**EXERCISE**
Each line from the one with "if percent >= last_reported" to the final line of the data must be reproduced exactly, and no other line may appear.

Segment Start: MATERIAL FOR THE TASK

use std::fs::{self, File};
use std::io::{BufReader, BufWriter, Read};
use std::path::{Path, PathBuf};

use anyhow::{bail, Context, Result};
use tiff::decoder::Decoder;
use tiff::encoder::{colortype, TiffEncoder};
use tracing::debug;


pub const TIFF_MAGIC_LE: [u8; 4] = *b"II*\0";
pub const TIFF_MAGIC_BE: [u8; 4] = *b"MM\0*";


pub fn has_tiff_extension(path: impl AsRef<Path>) -> bool {
	path.as_ref()
		.extension()
		.map(|ext| {
			let ext = ext.to_string_lossy().to_lowercase();
			ext == "tif" || ext == "tiff"
		})
		.unwrap_or(false)
}


/// A file is a TIFF if it has a TIFF extension and starts with one of the TIFF byte-order headers.
pub fn validate_tiff(path: impl AsRef<Path>) -> bool {

	let path = path.as_ref();
	if !path.is_file() || !has_tiff_extension(path) {
		return false;
	}

	let mut magic = [0u8; 4];
	let read = File::open(path)
		.and_then(|mut f| f.read_exact(&mut magic));
	match read {
		Ok(()) => magic == TIFF_MAGIC_LE || magic == TIFF_MAGIC_BE,
		Err(e) => {
			debug!("Failed to read header of {}: {}", path.to_string_lossy(), e);
			false
		}
	}
}


#[derive(Debug, Clone, PartialEq, Eq)]
pub struct ImageInfo {
	pub path: PathBuf,
	pub exists: bool,
	pub size_bytes: u64,
	pub valid_tiff: bool,
	pub details: Option<TiffDetails>,
	/// why the details couldn't be read, if they couldn't
	pub error: Option<String>
}

#[derive(Debug, Clone, PartialEq, Eq)]
pub struct TiffDetails {
	pub width: u32,
	pub height: u32,
	pub frames: usize,
	pub color_type: String
}


pub fn image_info(path: impl AsRef<Path>) -> ImageInfo {

	let path = path.as_ref();
	let metadata = fs::metadata(path).ok();

	let mut info = ImageInfo {
		path: path.to_path_buf(),
		exists: metadata.is_some(),
		size_bytes: metadata.as_ref().map(|m| m.len()).unwrap_or(0),
		valid_tiff: false,
		details: None,
		error: None
	};
	if !info.exists {
		return info;
	}

	info.valid_tiff = validate_tiff(path);
	match read_details(path) {
		Ok(details) => info.details = Some(details),
		Err(e) => info.error = Some(format!("{:#}", e))
	}

	info
}


fn read_details(path: &Path) -> Result<TiffDetails> {

	let file = File::open(path)
		.context(format!("Failed to open {}", path.to_string_lossy()))?;
	let mut decoder = Decoder::new(BufReader::new(file))
		.context("Failed to decode TIFF")?;

	let (width, height) = decoder.dimensions()
		.context("Failed to read TIFF dimensions")?;
	let color_type = decoder.colortype()
		.context("Failed to read TIFF color type")?;

	// walk the image directories to count the frames
	let mut frames = 1;
	while decoder.more_images() {
		decoder.next_image()
			.context(format!("Failed to read TIFF frame {}", frames + 1))?;
		frames += 1;
	}

	Ok(TiffDetails {
		width,
		height,
		frames,
		color_type: format!("{:?}", color_type)
	})
}


/// Writes a multi-page 8-bit TIFF stack of random noise, handy for trying out the pipeline.
pub fn write_test_stack(path: impl AsRef<Path>, width: u32, height: u32, frames: usize) -> Result<()> {

	let path = path.as_ref();

	let Some(pixel_count) = width.checked_mul(height)
		.and_then(|count| usize::try_from(count).ok())
		else { bail!("Stack frames of {}x{} pixels are too big", width, height); };

	let file = File::create(path)
		.context(format!("Failed to create {}", path.to_string_lossy()))?;
	let mut encoder = TiffEncoder::new(BufWriter::new(file))
		.context("Failed to start TIFF encoder")?;

	let mut rng = fastrand::Rng::with_seed(12345);
	let mut pixels = vec![0u8; pixel_count];
	for frame in 0 .. frames {
		rng.fill(&mut pixels);
		encoder.write_image::<colortype::Gray8>(width, height, &pixels)
			.context(format!("Failed to write frame {}", frame))?;
	}

	Ok(())
}

use std::fs::{self, File};
use std::io::{Read, Write};
use std::path::{Path, PathBuf};
use std::time::Duration;

use anyhow::{bail, Context, Result};
use reqwest::Url;
use serde_json::Value;
use tracing::{info, warn};

use crate::VERSION;


const CONNECT_TIMEOUT: Duration = Duration::from_secs(30);
const CHUNK_SIZE: usize = 64*1024;


/// Downloads the URL to the destination path, logging progress along the way.
/// Supports http(s) URLs, and file URLs for local mirrors.
/// Failures are logged and reported as false.
pub fn download(url: &str, dest: impl AsRef<Path>, description: &str) -> bool {

	let dest = dest.as_ref();
	info!("Downloading {} from {}", description, url);

	match download_to(url, dest, description) {
		Ok(bytes) => {
			info!("Downloaded {} successfully ({} bytes)", description, bytes);
			true
		}
		Err(e) => {
			warn!("Failed to download {}: {:#}", description, e);
			// don't leave half a file lying around
			if dest.exists() {
				fs::remove_file(dest).ok();
			}
			false
		}
	}
}


/// Fetches and parses a JSON document, eg a release listing.
pub fn fetch_json(url: &str) -> Result<Value> {
	match Source::parse(url)? {

		Source::File(path) => {
			let json = fs::read_to_string(&path)
				.context(format!("Failed to read {}", path.to_string_lossy()))?;
			serde_json::from_str(&json)
				.context(format!("Response from {} was not valid JSON", url))
		}

		Source::Http(url) => {
			client()?
				.get(url.clone())
				.header(reqwest::header::ACCEPT, "application/json")
				.send()
				.context(format!("Failed to send request to {}", url))?
				.error_for_status()
				.context(format!("Request to {} failed", url))?
				.json::<Value>()
				.context(format!("Response from {} was not valid JSON", url))
		}
	}
}


enum Source {
	File(PathBuf),
	Http(Url)
}

impl Source {

	fn parse(url: &str) -> Result<Self> {
		let parsed = Url::parse(url)
			.context(format!("Invalid URL: {}", url))?;
		match parsed.scheme() {

			"file" => {
				let path = parsed.to_file_path()
					.map_err(|_| anyhow::anyhow!("Invalid file URL: {}", url))?;
				Ok(Source::File(path))
			}

			"http" | "https" => Ok(Source::Http(parsed)),

			other => bail!("Unrecognized URL scheme: {}", other)
		}
	}
}


fn client() -> Result<reqwest::blocking::Client> {
	reqwest::blocking::Client::builder()
		// GitHub rejects API requests without a user agent
		.user_agent(format!("thunderstorm-automator/{}", VERSION))
		.connect_timeout(CONNECT_TIMEOUT)
		// big archives take a while, so no overall timeout
		.timeout(None)
		.build()
		.context("Failed to build HTTP client")
}


fn download_to(url: &str, dest: &Path, description: &str) -> Result<u64> {

	let mut out = File::create(dest)
		.context(format!("Failed to create {}", dest.to_string_lossy()))?;

	let bytes = match Source::parse(url)? {

		Source::File(path) => {
			let mut file = File::open(&path)
				.context(format!("Failed to open {}", path.to_string_lossy()))?;
			let total = file.metadata()
				.map(|m| m.len())
				.ok();
			copy_with_progress(&mut file, &mut out, total, description)?
		}

		Source::Http(url) => {
			let mut response = client()?
				.get(url.clone())
				.send()
				.context(format!("Failed to send request to {}", url))?
				.error_for_status()
				.context(format!("Request to {} failed", url))?;
			let total = response.content_length();
			copy_with_progress(&mut response, &mut out, total, description)?
		}
	};

	out.flush()
		.context(format!("Failed to write {}", dest.to_string_lossy()))?;

	Ok(bytes)
}


/// Copies the stream in chunks, logging each 10% of progress when the total size is known.
fn copy_with_progress(reader: &mut impl Read, writer: &mut impl Write, total: Option<u64>, description: &str) -> Result<u64> {

	let mut buf = vec![0u8; CHUNK_SIZE];
	let mut done = 0u64;
	let mut last_reported = 0u64;

	loop {
		let n = reader.read(&mut buf)
			.context("Failed to read download stream")?;
		if n == 0 {
			break;
		}
		writer.write_all(&buf[..n])
			.context("Failed to write downloaded data")?;
		done += n as u64;

		if let Some(total) = total.filter(|t| *t > 0) {
			let percent = (done*100/total).min(100);
			if percent >= last_reported + 10 || (percent == 100 && last_reported < 100) {
				info!("{}: {}%", description, percent);
				last_reported = percent - percent%10;
			}
		}
	}

	Ok(done)
}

Segment End: MATERIAL FOR THE TASK

**RESPONSE TO THE TASK**
			if percent >= last_reported + 10 || (percent == 100 && last_reported < 100) {
				info!("{}: {}%", description, percent);
				last_reported = percent - percent%10;
			}
		}
	}

	Ok(done)
}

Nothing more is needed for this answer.